Trigger: POST /v1/discovery/interactions

Purpose: Log interaction event to interactions table

Interaction::create([
    'user_id' => $user->id,
    'post_id' => $data->postId,
    'creator_id' => $post->creator_id,
    'type' => InteractionType::Like,
]);

// Queue affinity refresh after batch of interactions
if ($user->interactions()->count() % 100 === 0) {
    RefreshUserAffinityJob::dispatch($user->id);
}

Seen Post Suppression

Uses Redis to track viewed posts per user (24-hour TTL):

// SeenPostStore
public function mark(User $user, array $postIds): void
{
    $key = "seen_posts:{$user->id}";
    Redis::sadd($key, ...$postIds);
    Redis::expire($key, 86400); // 24 hours
}

public function idsFor(?User $user): array
{
    if (!$user) return [];
    
    $key = "seen_posts:{$user->id}";
    return Redis::smembers($key);
}

Why 24 hours?
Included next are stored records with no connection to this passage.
impl FlyzoneMap {
    pub fn unbounded() -> Self {
        Self::default()
    }

    pub fn from_locations(frame: &LocalFrame, polygons: &[Vec<Location>]) -> PathfinderResult<Self> {
        let zones = polygons
            .iter()
            .enumerate()
            .map(|(i, polygon)| {
                let vertices = polygon.iter().map(|loc| frame.to_point(loc).with_z(0.0)).collect();
                Flyzone::new(vertices).map_err(|err| match err {
                    PathfinderError::InvalidInput { reason } => {
                        PathfinderError::invalid(format!("flyzone {i}: {reason}"))
                    }
                    other => other,
                })
            })
            .collect::<PathfinderResult<Vec<_>>>()?;
        Ok(Self { zones })
    }

    pub fn zones(&self) -> &[Flyzone] {
        &self.zones
    }

    pub fn is_unbounded(&self) -> bool {
        self.zones.is_empty()
    }

    pub fn contains(&self, p: &Point) -> bool {
        self.is_unbounded() || self.zones.iter().any(|zone| zone.contains(p))
    }

    pub fn crosses_boundary(&self, a: &Point, b: &Point) -> bool {
        self.zones.iter().any(|zone| zone.crosses_boundary(a, b))
    }

    pub fn corner_nodes(&self, turning_radius: f64) -> Vec<Point> {
        self.zones
            .iter()
            .flat_map(|zone| zone.corner_nodes(turning_radius))
            .collect()
    }
}

#[derive(Debug, Clone, Copy, PartialEq, Eq, Serialize, Deserialize)]
#[serde(rename_all = "snake_case")]
pub enum CandidateKind {
    Tangent,
    TangentCorner,
    Perimeter,
    FlyzoneCorner,
}

#[derive(Debug, Clone, Copy, PartialEq)]
pub struct Candidate {
    pub id: usize,
    pub point: Point,
    pub kind: CandidateKind,
}

/// Representative of a merged cluster of candidates.
#[derive(Debug, Clone, Copy, PartialEq)]
pub struct MergedNode {
    /// Id of the earliest candidate in the cluster.
    pub id: usize,
    /// Cluster centroid.
    pub point: Point,
    /// Position of the earliest candidate, used when the centroid is blocked.
    pub seed: Point,
    pub kind: CandidateKind,
    pub members: usize,
}

/// Generator tuning for one planning attempt.
#[derive(Debug, Clone, Copy, PartialEq)]
pub struct GeneratorParams {
    pub turning_radius_m: f64,
    pub merge_threshold_m: f64,
    pub clearance_margin_m: f64,
    pub boundary_samples: usize,
    pub virtualize: bool,
    pub corridor_scale: f64,
}

impl GeneratorParams {
    /// Retries sample perimeters more densely and keep a wider berth.
    pub fn for_attempt(config: &EngineConfig, attempt: usize) -> Self {
        let attempt = attempt.min(8);
        Self {
            turning_radius_m: config.turning_radius_m,
            merge_threshold_m: config.vertex_merge_threshold_m,
            clearance_margin_m: config.clearance_margin_m.max(0.1) * (attempt + 1) as f64,
            boundary_samples: config.boundary_samples.max(3) << attempt,
            virtualize: config.virtualize_flyzone,
            corridor_scale: (attempt + 1) as f64,
        }
    }

    /// Radius of the circle that carries a zone's virtual nodes.
    pub fn ring_radius(&self, zone_radius: f64) -> f64 {
        let half_step = PI / self.boundary_samples as f64;
        let clear = (zone_radius + self.clearance_margin_m) / half_step.cos();
        let turnable = self.turning_radius_m / half_step.cos();
        let unmerged = self.merge_threshold_m * 1.05 / (2.0 * half_step.sin());
        clear.max(turnable).max(unmerged)
    }

    fn corridor_m(&self, start: &Point, end: &Point) -> f64 {
        let half_len = distance(start, end) / 2.0;
        self.corridor_scale * half_len.max(4.0 * self.turning_radius_m + self.clearance_margin_m)
    }
}

#[derive(Debug, Clone)]
pub struct NodeGenerator<'a> {
    params: GeneratorParams,
    flyzones: &'a FlyzoneMap,
}

impl<'a> NodeGenerator<'a> {
    pub fn new(params: GeneratorParams, flyzones: &'a FlyzoneMap) -> Self {
        Self { params, flyzones }
    }

    pub fn params(&self) -> &GeneratorParams {
        &self.params
    }

    /// Zones near the segment, with moving obstacle samples thinned out so
    /// consecutive kept samples sit at least one radius apart.
    pub fn relevant_zones<'z>(
        &self,
        start: &Point,
        end: &Point,
        zones: impl IntoIterator<Item = &'z AvoidZone>,
    ) -> Vec<AvoidZone> {
        let corridor = self.params.corridor_m(start, end);
        let mut kept: Vec<AvoidZone> = Vec::new();
        let mut pending_last: Option<AvoidZone> = None;

        for zone in zones {
            if distance_to_segment(&zone.center, start, end) > zone.radius + corridor {
                continue;
            }
            match zone.source {
                ZoneSource::Stationary { .. } => {
                    kept.extend(pending_last.take());
                    kept.push(*zone);
                }
                ZoneSource::Moving { index, .. } => {
                    let gap = kept
                        .last()
                        .filter(|last| {
                            matches!(last.source, ZoneSource::Moving { index: i, .. } if i == index)
                        })
                        .map(|last| distance(&last.center, &zone.center));
                    match gap {
                        Some(gap) if gap < zone.radius => pending_last = Some(*zone),
                        Some(_) => {
                            kept.push(*zone);
                            pending_last = None;
                        }
                        None => {
                            kept.extend(pending_last.take());
                            kept.push(*zone);
                        }
                    }
                }
            }
        }
        kept.extend(pending_last);
        kept
    }

    /// Raw candidates in generation order, ids starting after the endpoints.
    pub fn candidates(&self, start: &Point, end: &Point, zones: &[AvoidZone]) -> Vec<Candidate> {
        let mut out = Vec::new();
        let mut push = |point: Point, kind: CandidateKind| {
            if point.is_finite() {
                let id = END_ID + 1 + out.len();
                out.push(Candidate { id, point, kind });
            }
        };

        let heading = (end.y - start.y).atan2(end.x - start.x);
        for zone in zones {
            let center = zone.center.with_z(0.0);
            let ring = self.params.ring_radius(zone.radius);

            let from_start = tangent_points(start, &center, ring);
            let from_end = tangent_points(end, &center, ring);
            for tangents in [from_start, from_end].into_iter().flatten() {
                push(tangents[0], CandidateKind::Tangent);
                push(tangents[1], CandidateKind::Tangent);
            }

            if let (Some(ts), Some(te)) = (from_start, from_end) {
                // Clockwise from the start pairs with counterclockwise from the end.
                for (s, e) in [(ts[1], te[0]), (ts[0], te[1])] {
                    if let Some(corner) = tangent_corner(start, &s, end, &e) {
                        if distance(&corner, &center) <= MAX_CORNER_RING_FACTOR * ring {
                            push(corner, CandidateKind::TangentCorner);
                        }
                    }
                }
            }

            if self.params.virtualize {
                let n = self.params.boundary_samples;
                let phase = heading + PI / 2.0;
                for k in 0..n {
                    let angle = phase + 2.0 * PI * k as f64 / n as f64;
                    push(
                        Point::flat(center.x + ring * angle.cos(), center.y + ring * angle.sin()),
                        CandidateKind::Perimeter,
                    );
                }
            }
        }

        if self.params.virtualize && !self.flyzones.is_unbounded() {
            let corridor = self.params.corridor_m(start, end);
            for node in self.flyzones.corner_nodes(self.params.turning_radius_m) {
                if distance_to_segment(&node, start, end) <= corridor {
                    push(node, CandidateKind::FlyzoneCorner);
                }
            }
        }

        out
    }

    /// Greedy clustering in id order. Candidates within the threshold of an
    /// endpoint are absorbed by it.
    pub fn merge(&self, candidates: Vec<Candidate>, start: &Point, end: &Point) -> Vec<MergedNode> {
        let threshold = self.params.merge_threshold_m;
        let mut clusters: Vec<Cluster> = Vec::new();
        for candidate in candidates {
            let p = candidate.point;
            if distance(&p, start) < threshold || distance(&p, end) < threshold {
                continue;
            }
            match clusters
                .iter_mut()
                .find(|cluster| distance(&cluster.seed.point, &p) < threshold)
            {
                Some(cluster) => cluster.add(&p),
                None => clusters.push(Cluster::new(candidate)),
            }
        }
        clusters.into_iter().map(Cluster::finish).collect()
    }

    pub fn generate(&self, start: &Point, end: &Point, zones: &[AvoidZone]) -> Vec<MergedNode> {
        let candidates = self.candidates(start, end, zones);
        self.merge(candidates, start, end)
    }
}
Balance freshness (allow re-seeing after a day) vs memory (don't store forever).

Performance Characteristics

Query Complexity

Feed Candidates Filter Ops Rank Ops Total Time
Home 500-1000 posts Access check, seen filter 11 signals × N posts ~100-300ms
Explore 200-500 posts Access check 8 signals × N posts ~50-150ms
Search 100-300 posts Text match 5 signals × N posts ~30-100ms

Scaling Limits

Current MVP capacity: ~100K DAU, ~1M posts

Bottlenecks to watch:

  1. PostSignalCache refresh — Grows with post count (mitigated by batching)
  2. Affinity cache size — One row per active user (fine up to millions)
  3. Seen post Redis memory — ~1KB per user (100K users = 100MB)

Scale-out plan (future):

  • Move to Elasticsearch for search (current SQL ILIKE is fine for MVP)
  • Add read replicas for timeline queries
  • Shard Redis by user ID range

Configuration

Setting Default Purpose
discovery.default_timeline_limit 20 Posts per page
discovery.max_timeline_limit 100 Max posts client can request
discovery.seen_post_ttl 86400 Seconds to remember seen posts
discovery.signal_refresh_interval 600 Seconds between PostSignalCache updates

Dependencies

  • Upstream: Identity (user auth), Content (posts, media, taxonomy)
  • Downstream: None (top of the stack)

Further Reading

Testing

  • Unit Tests: tests/Unit/Discovery/
  • Feature Tests: tests/Feature/Discovery/

Monitoring

Key metrics to track in production:

Metric Target Alert Threshold
Timeline latency (p95) <200ms >500ms
Search latency (p95) <150ms >300ms
Signal refresh duration <30s >60s
Affinity refresh duration <5s/user >10s/user
Redis memory usage <500MB >1GB